Although COVID-19 is creating some uncertainty for the fall, it has actually opened up some opportunities to perform during the past year because Yoo was able to enter far away competitions virtually.
She won first place at the Vancouver Kiwanis Music Festival for Intermediate Classical Leider and Intermediate Classical Art Song and was nominated to represent the festival at provincials, but had already accepted a nomination from a Burns Lake music festival.
At provincials, Yoo performed in the classical voice category. Participants submitted three videos online each to be adjudicated. Yoo placed first in her category, but found out later that one of her videos was deemed to be in the musical theatre category so she no longer qualified.
“I know that I won, which was super exciting,” she said. “It’s very, very encouraging, honestly, I don’t really care about that.”
After she graduates from UBC, Yoo would like to return to the area and rejoin the music community.

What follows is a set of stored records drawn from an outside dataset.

use std::fmt;
use std::sync::atomic::{AtomicU64, Ordering};

use serde::Serialize;

use crate::diff::word_diff::WordFragment;

static NEXT_RANGE_ID: AtomicU64 = AtomicU64::new(1);

/// Identity of a range across edits that do not touch it.
#[derive(Debug, Clone, Copy, PartialEq, Eq, Hash, PartialOrd, Ord, Serialize)]
pub struct RangeId(u64);

impl RangeId {
    pub(crate) fn next() -> Self {
        RangeId(NEXT_RANGE_ID.fetch_add(1, Ordering::Relaxed))
    }
}

#[derive(Debug, Clone, Copy, PartialEq, Eq, Hash, Serialize)]
#[serde(rename_all = "snake_case")]
pub enum RangeKind {
    Inserted,
    Deleted,
    Modified,
}

impl RangeKind {
    pub fn as_str(&self) -> &'static str {
        match self {
            RangeKind::Inserted => "inserted",
            RangeKind::Deleted => "deleted",
            RangeKind::Modified => "modified",
        }
    }
}

impl fmt::Display for RangeKind {
    fn fmt(&self, f: &mut fmt::Formatter<'_>) -> fmt::Result {
        f.write_str(self.as_str())
    }
}

#[derive(Debug, Clone, Copy, PartialEq, Eq, Hash, Serialize)]
#[serde(rename_all = "snake_case")]
pub enum InnerRangeKind {
    Equal,
    Changed,
    Inserted,
    Deleted,
}

impl InnerRangeKind {
    pub fn as_str(&self) -> &'static str {
        match self {
            InnerRangeKind::Equal => "equal",
            InnerRangeKind::Changed => "changed",
            InnerRangeKind::Inserted => "inserted",
            InnerRangeKind::Deleted => "deleted",
        }
    }
}

/// Line-granular piece of a modified range.
///
/// Both spans are relative to the owning range: `line1..line2` to its working lines and
/// `vcs_line1..vcs_line2` to its base lines.
#[derive(Debug, Clone, PartialEq, Eq, Serialize)]
pub struct InnerRange {
    pub line1: usize,
    pub line2: usize,
    pub vcs_line1: usize,
    pub vcs_line2: usize,
    pub kind: InnerRangeKind,
}

impl fmt::Display for InnerRange {
    fn fmt(&self, f: &mut fmt::Formatter<'_>) -> fmt::Result {
        write!(
            f,
            "{} {}..{} <- {}..{}",
            self.kind.as_str(),
            self.line1,
            self.line2,
            self.vcs_line1,
            self.vcs_line2
        )
    }
}

/// One contiguous divergence between the working buffer and the base revision.
///
/// `line1..line2` are working-buffer lines, `vcs_line1..vcs_line2` base-revision lines,
/// both half-open. Equality ignores the [`RangeId`].
#[derive(Debug, Clone, Serialize)]
pub struct ChangeRange {
    #[serde(skip)]
    id: RangeId,
    line1: usize,
    line2: usize,
    vcs_line1: usize,
    vcs_line2: usize,
    #[serde(skip_serializing_if = "Option::is_none")]
    inner_ranges: Option<Vec<InnerRange>>,
    #[serde(skip_serializing_if = "Option::is_none")]
    fragments: Option<Vec<WordFragment>>,
}

impl ChangeRange {
    pub fn new(line1: usize, line2: usize, vcs_line1: usize, vcs_line2: usize) -> Self {
        assert!(line1 <= line2 && vcs_line1 <= vcs_line2);
        assert!(
            line1 != line2 || vcs_line1 != vcs_line2,
            "a range must diverge on at least one side"
        );
        ChangeRange {
            id: RangeId::next(),
            line1,
            line2,
            vcs_line1,
            vcs_line2,
            inner_ranges: None,
            fragments: None,
        }
    }

    pub fn id(&self) -> RangeId {
        self.id
    }

    pub fn line1(&self) -> usize {
        self.line1
    }

    pub fn line2(&self) -> usize {
        self.line2
    }

    pub fn vcs_line1(&self) -> usize {
        self.vcs_line1
    }

    pub fn vcs_line2(&self) -> usize {
        self.vcs_line2
    }

    pub fn kind(&self) -> RangeKind {
        if self.line1 == self.line2 {
            RangeKind::Deleted
        } else if self.vcs_line1 == self.vcs_line2 {
            RangeKind::Inserted
        } else {
            RangeKind::Modified
        }
    }

    /// Number of working lines
    pub fn line_count(&self) -> usize {
        self.line2 - self.line1
    }

    /// Number of base lines
    pub fn vcs_line_count(&self) -> usize {
        self.vcs_line2 - self.vcs_line1
    }

    /// Inner ranges, empty unless this is a modified range they were computed for
    pub fn inner_ranges(&self) -> &[InnerRange] {
        self.inner_ranges.as_deref().unwrap_or(&[])
    }

    pub fn has_inner_ranges(&self) -> bool {
        self.inner_ranges.is_some()
    }

    /// Word fragments, only present on modified ranges spanning one working line
    pub fn fragments(&self) -> &[WordFragment] {
        self.fragments.as_deref().unwrap_or(&[])
    }

    /// Whether `line` falls in this range, counting a deletion as sitting on its `line1`
    pub fn contains_line(&self, line: usize) -> bool {
        if self.line1 == self.line2 {
            line == self.line1
        } else {
            self.line1 <= line && line < self.line2
        }
    }

    /// Same working and base spans, regardless of identity and inner structure
    pub fn same_span(&self, other: &ChangeRange) -> bool {
        self.line1 == other.line1
            && self.line2 == other.line2
            && self.vcs_line1 == other.vcs_line1
            && self.vcs_line2 == other.vcs_line2
    }

    pub(crate) fn with_inner_ranges(mut self, inner_ranges: Vec<InnerRange>) -> Self {
        self.inner_ranges = Some(inner_ranges);
        self
    }

    pub(crate) fn with_fragments(mut self, fragments: Vec<WordFragment>) -> Self {
        self.fragments = Some(fragments);
        self
    }

    pub(crate) fn with_id(mut self, id: RangeId) -> Self {
        self.id = id;
        self
    }

    /// Moves the working span by `delta` lines, keeping identity and base span.
    pub(crate) fn shifted(&self, delta: isize) -> Self {
        let shift = |line: usize| match line.checked_add_signed(delta) {
            Some(line) => line,
            None => panic!("shifting line {} by {} leaves the buffer", line, delta),
        };
        let mut shifted = self.clone();
        shifted.line1 = shift(self.line1);
        shifted.line2 = shift(self.line2);
        shifted
    }
}

impl PartialEq for ChangeRange {
    fn eq(&self, other: &Self) -> bool {
        self.same_span(other)
            && self.inner_ranges == other.inner_ranges
            && self.fragments == other.fragments
    }
}

impl Eq for ChangeRange {}

impl fmt::Display for ChangeRange {
    fn fmt(&self, f: &mut fmt::Formatter<'_>) -> fmt::Result {
        write!(
            f,
            "{} {}..{} <- {}..{}",
            self.kind(),
            self.line1,
            self.line2,
            self.vcs_line1,
            self.vcs_line2
        )
    }
}

/// Counts over a range list.
#[derive(Debug, Clone, Copy, Default, PartialEq, Eq, Serialize)]
pub struct RangeStats {
    pub inserted: usize,
    pub deleted: usize,
    pub modified: usize,
    /// Working lines covered by ranges
    pub added_lines: usize,
    /// Base lines covered by ranges
    pub removed_lines: usize,
}

impl RangeStats {
    pub fn from_ranges(ranges: &[ChangeRange]) -> Self {
        let mut stats = RangeStats::default();
        for range in ranges {
            match range.kind() {
                RangeKind::Inserted => stats.inserted += 1,
                RangeKind::Deleted => stats.deleted += 1,
                RangeKind::Modified => stats.modified += 1,
            }
            stats.added_lines += range.line_count();
            stats.removed_lines += range.vcs_line_count();
        }
        stats
    }

    pub fn is_empty(&self) -> bool {
        self.inserted + self.deleted + self.modified == 0
    }
}
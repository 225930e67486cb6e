
use line_status::{IncrementalPolicy, LineBuffer, TextBuffer};
use rand::rngs::StdRng;
use rand::seq::SliceRandom;
use rand::{Rng, SeedableRng};
use insta::assert_snapshot;
use rstest::rstest;
use test_utils::{assert_valid, edit, full_rebuild, render, rollback_all, tracker};

/// One edit expressed against the current buffer.
#[derive(Debug, Clone, Copy)]
enum Step {
    ReplaceLine(usize, &'static str),
    InsertLineBefore(usize, &'static str),
    AppendToLine(usize, &'static str),
    DeleteLine(usize),
    JoinWithNext(usize),
    AppendLine(&'static str),
}

fn apply(
    tracker: &line_status::LineStatusTracker,
    buffer: &mut TextBuffer,
    step: Step,
) {
    match step {
        Step::ReplaceLine(line, text) => {
            let start = buffer.line_start_offset(line);
            let end = buffer.line_end_offset(line);
            edit(tracker, buffer, start, end, text);
        }
        Step::InsertLineBefore(line, text) => {
            let at = buffer.line_start_offset(line);
            edit(tracker, buffer, at, at, &format!("{}\n", text));
        }
        Step::AppendToLine(line, text) => {
            let at = buffer.line_end_offset(line);
            edit(tracker, buffer, at, at, text);
        }
        Step::DeleteLine(line) => {
            let start = buffer.line_start_offset(line);
            let end = buffer.line_start_offset(line + 1);
            edit(tracker, buffer, start, end, "");
        }
        Step::JoinWithNext(line) => {
            let at = buffer.line_end_offset(line);
            edit(tracker, buffer, at, at + 1, "");
        }
        Step::AppendLine(text) => {
            let at = buffer.len();
            edit(tracker, buffer, at, at, &format!("\n{}", text));
        }
    }
}

fn numbered_lines(count: usize) -> String {
    (0..count)
        .map(|i| format!("line {}", i))
        .collect::<Vec<_>>()
        .join("\n")
}

#[rstest]
#[case::edit_then_revert(vec![
    Step::ReplaceLine(2, "changed two"),
    Step::AppendToLine(2, "!"),
    Step::ReplaceLine(2, "line 2"),
])]
#[case::grow_and_shrink(vec![
    Step::InsertLineBefore(5, "fresh a"),
    Step::InsertLineBefore(6, "fresh b"),
    Step::DeleteLine(5),
    Step::DeleteLine(5),
])]
#[case::merge_neighbouring_ranges(vec![
    Step::ReplaceLine(3, "three"),
    Step::ReplaceLine(5, "five"),
    Step::ReplaceLine(4, "four"),
    Step::ReplaceLine(4, "line 4"),
])]
#[case::edits_at_both_ends(vec![
    Step::ReplaceLine(0, "first"),
    Step::AppendLine("tail"),
    Step::InsertLineBefore(0, "head"),
    Step::DeleteLine(9),
])]
#[case::join_and_delete(vec![
    Step::JoinWithNext(0),
    Step::DeleteLine(7),
    Step::AppendToLine(0, " more"),
    Step::ReplaceLine(3, "middle"),
])]
fn test_incremental_matches_full_rebuild(
    #[case] steps: Vec<Step>,
    #[values(IncrementalPolicy::Off, IncrementalPolicy::Contained, IncrementalPolicy::Bounded)]
    policy: IncrementalPolicy,
) {
    let base = numbered_lines(10);
    let mut buffer = TextBuffer::new(base.clone());
    let tracker = tracker(&buffer, &base, policy);

    for step in steps {
        apply(&tracker, &mut buffer, step);
        let expected = full_rebuild(&buffer, &base);
        let actual = tracker.ranges(&buffer);
        assert_eq!(
            render(&actual),
            render(&expected),
            "after {:?} on {:?}",
            step,
            buffer.as_str()
        );
        assert_eq!(actual[..], expected[..], "inner structure after {:?}", step);
        assert_valid(&tracker, &buffer);
    }
}

#[test]
fn test_reverted_edit_leaves_no_ranges() {
    let base = lines!["alpha", "beta", "gamma"];
    let mut buffer = TextBuffer::new(base.clone());
    let tracker = tracker(&buffer, &base, IncrementalPolicy::Bounded);

    apply(&tracker, &mut buffer, Step::ReplaceLine(1, "BETA"));
    assert_eq!(render(&tracker.ranges(&buffer)), "modified 1..2 <- 1..2");
    apply(&tracker, &mut buffer, Step::ReplaceLine(1, "beta"));
    assert!(tracker.ranges(&buffer).is_empty());
}

const PIECES: &[&str] = &["", "a", "b", "x", "\n", "a\n", "\nb", "c\nd\n", "  "];

fn random_text(rng: &mut StdRng, lines: usize) -> String {
    (0..lines)
        .map(|_| *["a", "b", "c", "d", ""].choose(rng).unwrap())
        .collect::<Vec<_>>()
        .join("\n")
}

fn random_edit(rng: &mut StdRng, buffer: &TextBuffer) -> (usize, usize, &'static str) {
    let len = buffer.len();
    let start = rng.gen_range(0..=len);
    let end = rng.gen_range(start..=(start + 4).min(len));
    (start, end, *PIECES.choose(rng).unwrap())
}

#[test]
fn test_random_edits_match_full_rebuild() {
    for seed in 0..200u64 {
        let mut rng = StdRng::seed_from_u64(seed);
        let base = random_text(&mut rng, 12);
        let mut buffer = TextBuffer::new(base.clone());
        let tracker = tracker(&buffer, &base, IncrementalPolicy::Contained);

        for _ in 0..30 {
            let (start, end, text) = random_edit(&mut rng, &buffer);
            edit(&tracker, &mut buffer, start, end, text);

            let expected = full_rebuild(&buffer, &base);
            let actual = tracker.ranges(&buffer);
            assert_eq!(
                render(&actual),
                render(&expected),
                "seed {} after replacing {}..{} with {:?}, base {:?}, working {:?}",
                seed,
                start,
                end,
                text,
                base,
                buffer.as_str()
            );
            assert_eq!(actual[..], expected[..], "inner structure, seed {}", seed);
        }
    }
}

#[test]
fn test_typing_inside_isolated_range_matches_full_rebuild() {
    let base = lines!["fn a() {}", "", "let x = 1;", "", "fn b() {}"];
    let mut buffer = TextBuffer::new(lines!["fn a() {}", "", "let y = 2;", "", "fn b() {}"]);
    let tracker = tracker(&buffer, &base, IncrementalPolicy::Contained);
    let modified_id = tracker.ranges(&buffer)[0].id();

    for digit in ["3", "4", "5"] {
        let at = buffer.line_end_offset(2) - 1;
        edit(&tracker, &mut buffer, at, at, digit);
        assert_eq!(tracker.ranges(&buffer)[..], full_rebuild(&buffer, &base)[..]);
    }
    assert_eq!(buffer.line(2), "let y = 2345;");
    let ranges = tracker.ranges(&buffer);
    assert_snapshot!(render(&ranges), @"modified 2..3 <- 2..3");
    assert_eq!(ranges[0].id(), modified_id);
}

#[rstest]
fn test_random_edits_keep_invariants(
    #[values(IncrementalPolicy::Contained, IncrementalPolicy::Bounded)] policy: IncrementalPolicy,
) {
    for seed in 0..25u64 {
        let mut rng = StdRng::seed_from_u64(seed);
        let base = random_text(&mut rng, 12);
        let mut buffer = TextBuffer::new(base.clone());
        let tracker = tracker(&buffer, &base, policy);

        for _ in 0..40 {
            let (start, end, text) = random_edit(&mut rng, &buffer);
            edit(&tracker, &mut buffer, start, end, text);
            assert_valid(&tracker, &buffer);
        }

        let range_count = tracker.ranges(&buffer).len();
        assert_eq!(rollback_all(&tracker, &mut buffer), range_count, "seed {}", seed);
        assert_eq!(buffer.as_str(), base, "seed {}", seed);
    }
}

#[rstest]
fn test_rollback_all_restores_random_pairs(
    #[values(IncrementalPolicy::Off, IncrementalPolicy::Contained)] policy: IncrementalPolicy,
) {
    for seed in 0..300u64 {
        let mut rng = StdRng::seed_from_u64(seed);
        let base = random_text(&mut rng, 10);
        let working = random_text(&mut rng, 10);
        let mut buffer = TextBuffer::new(working);
        let tracker = tracker(&buffer, &base, policy);

        let range_count = tracker.ranges(&buffer).len();
        assert_eq!(rollback_all(&tracker, &mut buffer), range_count, "seed {}", seed);
        assert_eq!(buffer.as_str(), base, "seed {}", seed);
        assert!(tracker.ranges(&buffer).is_empty(), "seed {}", seed);
    }
}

“I would definitely love to have my own private studio and teach music because that has been one of the best things that happened to me growing up, I loved going and having music lessons because they were very fun for me,” she said. “To pass that down to next generation would be would be a dream come true.”
Business ownership in Terrace is not a new concept for Yoo, seeing as her parents own Cafenara coffee shop. Working at the shop has been a great way for Yoo to make connections in the community.
In the meantime though, Yoo said she is focused on being outside this summer exploring, hiking and fishing. For young musicians and people getting into singing or playing an instrument, Yoo has some advice: Be resilient and don’t give up.
“When you start it, it’s very exciting, and that’s awesome. I would advise to remember why you started and keep your passion for music alive. Because as time goes on, it can get very hard to keep yourself motivated, especially as the repertoire gets more difficult,” she said.
“Once you finally get to a place where you can be comfortable, it is very liberating.”